Mobile eateries rev up the weekend!

A cocktail of foodies mingled over the Labor Day Holiday. The scene was Fort Mason. The event was Off The Grid: an evening of Gourmet Street Carts. I plea I was there. And you know what? I enjoyed every minute of it. Oh yes, every bite, every cart and it felt oh so good.

Off The Grid is an extravaganza to say the least. The event roams from varied locations throughout San Francisco on Fridays. For their most recent affair, over 25 carts congregated in the parking lot. Live music from Terrance Brewer, Lulu and the Gypsy Lovers serenaded the mobile eateries and their avid followers.

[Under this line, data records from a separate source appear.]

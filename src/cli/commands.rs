// ============================================================
// Layer 1 — CLI Commands and Arguments
// ============================================================
// Defines the two subcommands, `split` and `plan`, and the
// flags they share. Base path and ratio can also come from
// the environment (SPLIT_BASE_PATH, SPLIT_TRAIN_RATIO).
//
// Reference: Rust Book §12 (Building a CLI Program)

use clap::{Args, Subcommand, ValueEnum};
use std::path::PathBuf;

use crate::domain::split_config::{ListingOrder, SplitConfig};

/// The two top-level subcommands available to the user
#[derive(Subcommand, Debug)]
pub enum Commands {
    /// Copy every class folder into train/ and val/ trees
    Split(SplitArgs),

    /// Show how each class would be split, without copying anything
    Plan(DatasetArgs),
}

/// Flags describing the dataset and the split ratio.
#[derive(Args, Debug, Clone)]
pub struct DatasetArgs {
    /// Root directory holding the source, train and val folders
    #[arg(long, env = "SPLIT_BASE_PATH", default_value = "data")]
    pub base_path: PathBuf,

    /// Source folder under the base path, one subfolder per class
    #[arg(long, default_value = "images")]
    pub images_subpath: PathBuf,

    /// Training output folder under the base path
    #[arg(long, default_value = "train")]
    pub train_subpath: PathBuf,

    /// Validation output folder under the base path
    #[arg(long, default_value = "val")]
    pub val_subpath: PathBuf,

    /// Fraction of each class copied to train, in [0, 1].
    /// The count is truncated: 3 files at 0.5 → 1 train, 2 val
    #[arg(long, env = "SPLIT_TRAIN_RATIO", default_value_t = 0.8)]
    pub train_ratio: f64,

    /// Order files are taken in before the boundary is cut
    #[arg(long, value_enum, default_value_t = OrderArg::Sorted)]
    pub listing_order: OrderArg,

    /// Read the whole configuration from a JSON file instead of the flags above
    #[arg(long)]
    pub config: Option<PathBuf>,
}

/// All arguments for the `split` command
#[derive(Args, Debug)]
pub struct SplitArgs {
    #[command(flatten)]
    pub dataset: DatasetArgs,

    /// Write the configuration used for this run to a JSON file
    #[arg(long)]
    pub save_config: Option<PathBuf>,
}

/// Command-line spelling of ListingOrder
#[derive(ValueEnum, Debug, Clone, Copy, PartialEq, Eq)]
pub enum OrderArg {
    /// Sort names lexicographically
    Sorted,
    /// Keep the platform's directory listing order
    Filesystem,
}

impl From<OrderArg> for ListingOrder {
    fn from(o: OrderArg) -> Self {
        match o {
            OrderArg::Sorted     => ListingOrder::Sorted,
            OrderArg::Filesystem => ListingOrder::Filesystem,
        }
    }
}

/// Convert CLI flags into the domain SplitConfig.
/// The application layer never sees clap types.
impl From<DatasetArgs> for SplitConfig {
    fn from(a: DatasetArgs) -> Self {
        SplitConfig {
            train_ratio:    a.train_ratio,
            base_path:      a.base_path,
            images_subpath: a.images_subpath,
            train_subpath:  a.train_subpath,
            val_subpath:    a.val_subpath,
            listing_order:  a.listing_order.into(),
        }
    }
}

With music, crafts, and delicacies at their fingertips, Bay Area foodies basked in pleasurable moments for their souls.

Some of my highlights were Kara’s Cupcakes serving coconut, sweet vanilla, and passion fruit treats. Adjacent to the pink sweet truck was returning champ, Seoul on Wheels, serving Korean BBQ with spiced kimchee fried rice and rib eye so tender I cut it with a spoon. Other popular trucks like Chairman Bao and Venga Paella satisfied the hunger of the majority of foodies after sipping on spirits and listening to the fine jazzy tunes.

Off The Grid marks another culinary occasion to write about in this dazzling city of cultural arts and crafts. So go, indulge yourself in a little grease truck bonanza and enjoy the day filled with food, music and love.